Sintra acorda "mais despida" depois da queda de árvores provocada pelo temporal

TSF
Na Volta do Duche, as velhas conhecidas Queijadas da Sapa ganharam uma vista mais desafogada para o Palácio Nacional da vila
Os passeios e a estrada já estão limpos. Contudo, com a queda de árvores provocada pelo vento, na madrugada desta terça-feira, a Volta do Duche passou a ter vista direta para o Palácio Nacional de Sintra. Nesta rua, moram as Queijadas da Sapa, a mais antiga fábrica de queijadas da vila, fundada em 1756.

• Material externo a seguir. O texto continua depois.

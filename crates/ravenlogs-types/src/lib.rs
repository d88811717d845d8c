//! Shared types for ravenlogs
//!
//! This crate contains the log record model, its wire/file codec and the
//! filter and connection types used across the ravenlogs crates.

mod error;

use std::fmt;
use std::str::FromStr;

use serde::de::{self, Deserializer, Visitor};
use serde::{Deserialize, Serialize, Serializer};

pub use error::{Error, Result};

// ============================================================================
// Log Level
// ============================================================================

/// Log severity level, ordered from least to most severe
#[derive(Clone, Copy, Debug, PartialEq, Eq, PartialOrd, Ord, Hash, Default)]
pub enum LogLevel {
    Trace,
    #[default]
    Debug,
    Info,
    Warn,
    Error,
    Fatal,
}

impl LogLevel {
    /// Every level in ascending severity
    pub const ALL: [LogLevel; 6] = [
        Self::Trace,
        Self::Debug,
        Self::Info,
        Self::Warn,
        Self::Error,
        Self::Fatal,
    ];

    /// Parse a level name, accepting the common short forms
    pub fn parse(s: &str) -> Option<Self> {
        match s.trim().to_lowercase().as_str() {
            "trace" | "trc" => Some(Self::Trace),
            "debug" | "dbg" => Some(Self::Debug),
            "info" | "inf" | "information" => Some(Self::Info),
            "warn" | "warning" | "wrn" => Some(Self::Warn),
            "error" | "err" => Some(Self::Error),
            "fatal" | "critical" | "ftl" => Some(Self::Fatal),
            _ => None,
        }
    }

    /// Level for a numeric ordinal (0 = Trace .. 5 = Fatal)
    pub fn from_ordinal(ordinal: u64) -> Option<Self> {
        usize::try_from(ordinal)
            .ok()
            .and_then(|idx| Self::ALL.get(idx).copied())
    }

    /// Canonical name, as written to the wire and to stored files
    pub fn as_str(&self) -> &'static str {
        match self {
            Self::Trace => "Trace",
            Self::Debug => "Debug",
            Self::Info => "Info",
            Self::Warn => "Warn",
            Self::Error => "Error",
            Self::Fatal => "Fatal",
        }
    }
}

impl fmt::Display for LogLevel {
    fn fmt(&self, f: &mut fmt::Formatter<'_>) -> fmt::Result {
        f.write_str(self.as_str())
    }
}

impl FromStr for LogLevel {
    type Err = Error;

    fn from_str(s: &str) -> Result<Self> {
        Self::parse(s).ok_or_else(|| Error::Format(format!("unknown log level: {s}")))
    }
}

impl Serialize for LogLevel {
    fn serialize<S: Serializer>(&self, serializer: S) -> std::result::Result<S::Ok, S::Error> {
        serializer.serialize_str(self.as_str())
    }
}

impl<'de> Deserialize<'de> for LogLevel {
    fn deserialize<D: Deserializer<'de>>(deserializer: D) -> std::result::Result<Self, D::Error> {
        struct LevelVisitor;

        impl Visitor<'_> for LevelVisitor {
            type Value = LogLevel;

            fn expecting(&self, f: &mut fmt::Formatter<'_>) -> fmt::Result {
                f.write_str("a log level name or ordinal")
            }

            fn visit_str<E: de::Error>(self, v: &str) -> std::result::Result<LogLevel, E> {
                LogLevel::parse(v).ok_or_else(|| E::invalid_value(de::Unexpected::Str(v), &self))
            }

            fn visit_u64<E: de::Error>(self, v: u64) -> std::result::Result<LogLevel, E> {
                LogLevel::from_ordinal(v)
                    .ok_or_else(|| E::invalid_value(de::Unexpected::Unsigned(v), &self))
            }

            fn visit_i64<E: de::Error>(self, v: i64) -> std::result::Result<LogLevel, E> {
                u64::try_from(v)
                    .ok()
                    .and_then(LogLevel::from_ordinal)
                    .ok_or_else(|| E::invalid_value(de::Unexpected::Signed(v), &self))
            }
        }

        deserializer.deserialize_any(LevelVisitor)
    }
}

// ============================================================================
// Log Record
// ============================================================================

/// A single log event reported by the server
///
/// Field names on the wire and in stored files are PascalCase and map 1:1 to
/// the struct fields. Optional text fields decode `null` or absence as an
/// empty string and always serialize as strings.
#[derive(Clone, Debug, PartialEq, Eq, Serialize, Deserialize)]
#[serde(rename_all = "PascalCase")]
pub struct LogRecord {
    #[serde(alias = "LogLevel")]
    pub level: LogLevel,

    #[serde(default, deserialize_with = "empty_if_null")]
    pub database: String,

    #[serde(rename = "TimeStamp", default, deserialize_with = "empty_if_null")]
    pub timestamp: String,

    #[serde(default, deserialize_with = "empty_if_null")]
    pub message: String,

    /// Dotted category path used for filtering
    pub logger_name: String,

    #[serde(default, deserialize_with = "empty_if_null")]
    pub exception: String,

    #[serde(default, deserialize_with = "empty_if_null")]
    pub stack_trace: String,
}

fn empty_if_null<'de, D: Deserializer<'de>>(deserializer: D) -> std::result::Result<String, D::Error> {
    Option::<String>::deserialize(deserializer).map(Option::unwrap_or_default)
}

impl LogRecord {
    /// Create a record with the required fields, all others empty
    pub fn new(level: LogLevel, logger_name: impl Into<String>) -> Self {
        Self {
            level,
            database: String::new(),
            timestamp: String::new(),
            message: String::new(),
            logger_name: logger_name.into(),
            exception: String::new(),
            stack_trace: String::new(),
        }
    }

    pub fn with_database(mut self, database: impl Into<String>) -> Self {
        self.database = database.into();
        self
    }

    pub fn with_timestamp(mut self, timestamp: impl Into<String>) -> Self {
        self.timestamp = timestamp.into();
        self
    }

    pub fn with_message(mut self, message: impl Into<String>) -> Self {
        self.message = message.into();
        self
    }

    pub fn with_exception(mut self, exception: impl Into<String>) -> Self {
        self.exception = exception.into();
        self
    }

    pub fn with_stack_trace(mut self, stack_trace: impl Into<String>) -> Self {
        self.stack_trace = stack_trace.into();
        self
    }

    /// Serialize as an indented JSON object
    pub fn to_json(&self) -> Result<String> {
        serde_json::to_string_pretty(self).map_err(|e| Error::Format(e.to_string()))
    }

    /// Parse a single JSON object
    pub fn from_json(text: &str) -> Result<Self> {
        serde_json::from_str(text).map_err(|e| Error::Format(e.to_string()))
    }
}

/// Plain text rendering: `timestamp;LEVEL;database;logger;message+exception`
impl fmt::Display for LogRecord {
    fn fmt(&self, f: &mut fmt::Formatter<'_>) -> fmt::Result {
        writeln!(
            f,
            "{};{};{};{};{}{}",
            self.timestamp,
            self.level.as_str().to_uppercase(),
            self.database,
            self.logger_name,
            self.message,
            self.exception
        )?;
        if !self.stack_trace.is_empty() {
            write!(f, "{}\n\n", self.stack_trace)?;
        }
        Ok(())
    }
}

// ============================================================================
// Stream Frames
// ============================================================================

/// Value of the `Type` field on keep-alive frames
pub const HEARTBEAT_TYPE: &str = "Heartbeat";

/// A decoded inbound frame from the event stream
#[derive(Clone, Debug, PartialEq, Eq)]
pub enum Frame {
    /// Keep-alive, carries no record
    Heartbeat,
    Record(LogRecord),
}

impl Frame {
    /// Decode a text frame
    pub fn decode(text: &str) -> Result<Self> {
        let value: serde_json::Value =
            serde_json::from_str(text).map_err(|e| Error::Format(e.to_string()))?;

        let Some(obj) = value.as_object() else {
            return Err(Error::Format("frame is not a JSON object".to_string()));
        };

        if obj.get("Type").and_then(|t| t.as_str()) == Some(HEARTBEAT_TYPE) {
            return Ok(Self::Heartbeat);
        }

        serde_json::from_value(value)
            .map(Self::Record)
            .map_err(|e| Error::Format(e.to_string()))
    }
}

// ============================================================================
// Filter
// ============================================================================

/// Category used when nothing else is configured
pub const DEFAULT_CATEGORY: &str = "Raven.";

/// Minimum severity plus logger-name substring
#[derive(Clone, Debug, PartialEq, Eq, Hash)]
pub struct LogFilter {
    pub min_level: LogLevel,
    /// Case-sensitive substring of the logger name; empty matches everything
    pub category: String,
}

impl LogFilter {
    pub fn new(min_level: LogLevel, category: impl Into<String>) -> Self {
        Self {
            min_level,
            category: category.into(),
        }
    }

    /// Filter that accepts every record
    pub fn all() -> Self {
        Self::new(LogLevel::Trace, "")
    }

    /// Check if a record passes this filter
    pub fn matches(&self, record: &LogRecord) -> bool {
        record.level >= self.min_level && record.logger_name.contains(self.category.as_str())
    }

    /// `category:Level` form used when registering a watch with the server
    pub fn watch_category(&self) -> String {
        format!("{}:{}", self.category, self.min_level)
    }
}

impl Default for LogFilter {
    fn default() -> Self {
        Self::new(LogLevel::Debug, DEFAULT_CATEGORY)
    }
}

// ============================================================================
// Connection State
// ============================================================================

/// Lifecycle of the remote stream connection
#[derive(Clone, Copy, Debug, PartialEq, Eq, Default)]
pub enum ConnectionState {
    #[default]
    Disconnected,
    /// Watch registered, event stream being opened
    Configuring,
    Connected,
    Closing,
}

impl ConnectionState {
    pub fn label(&self) -> &'static str {
        match self {
            Self::Disconnected => "disconnected",
            Self::Configuring => "configuring",
            Self::Connected => "connected",
            Self::Closing => "closing",
        }
    }
}

impl fmt::Display for ConnectionState {
    fn fmt(&self, f: &mut fmt::Formatter<'_>) -> fmt::Result {
        f.write_str(self.label())
    }
}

Uma das trabalhadoras desta casa é Teresa Azevedo. Sem esplanada montada nem clientes à vista (por causa do temporal), a funcionária convida a TSF a entrar, para fugir da chuva e do vento. Mora em Sintra há 13 anos, e começa por lamentar o desaparecimento das árvores "centenárias" daquela rua. Reconhece que a entrada para a vila ganhou outra beleza, mas argumenta que estas árvores faziam parte "deste postal a que estamos habituados em Sintra, com esta natureza toda", pelo que a vila fica agora "um bocadinho mais despida".

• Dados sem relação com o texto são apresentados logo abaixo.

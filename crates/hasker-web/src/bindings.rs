use std::rc::Rc;

use hasker_core::{Direction, EntityType, VoteConfig, VoteRequest};
use tracing::{debug, warn};
use wasm_bindgen::{closure::Closure, JsCast, JsValue};
use web_sys::{Element, Event};

/// Called once per click with the vote it asks for.
pub type VoteHandler = Rc<dyn Fn(VoteRequest)>;

/// Attach click handlers to every vote arrow below `root`.
/// Returns the number of controls bound.
pub fn bind_controls(
    root: &Element,
    config: &VoteConfig,
    on_vote: VoteHandler,
) -> Result<usize, JsValue> {
    let mut bound = 0;

    for &entity_type in EntityType::all() {
        for &direction in Direction::all() {
            let selector = config.control_selector(entity_type, direction);
            let controls = root.query_selector_all(&selector)?;
            if controls.length() == 0 {
                continue;
            }

            let handler = on_vote.clone();
            let onclick = Closure::wrap(Box::new(move |e: Event| {
                let Some(control) = e
                    .current_target()
                    .and_then(|t| t.dyn_into::<Element>().ok())
                else {
                    return;
                };
                let Some(id) = control.get_attribute("data-id") else {
                    warn!(entity_type = %entity_type, direction = %direction, "Vote control has no data-id");
                    return;
                };
                handler(VoteRequest::new(entity_type, id, direction));
            }) as Box<dyn FnMut(Event)>);

            for i in 0..controls.length() {
                if let Some(control) = controls.get(i) {
                    control.add_event_listener_with_callback("click", onclick.as_ref().unchecked_ref())?;
                    bound += 1;
                }
            }
            onclick.forget();

            debug!(selector = %selector, "Bound vote controls");
        }
    }

    Ok(bound)
}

Apesar de conhecer Sintra há mais de uma década, Teresa Azevedo assegura também que a queda das árvores deixou à vista alguns edifícios nos quais ainda não tinha reparado, na zona do Rio do Porto, e "outras casas também perderam alguma privacidade" por causa da queda das árvores na Volta do Duche. "Vamos descobrir coisas que não sabíamos que estavam tapadas", conclui.
Na terça-feira, as estações meteorológicas registaram ventos com uma média de 130 quilómetros por hora, no concelho de Sintra. Só no centro histórico caíram pelo menos 25 árvores, de acordo com as contas da Câmara Municipal.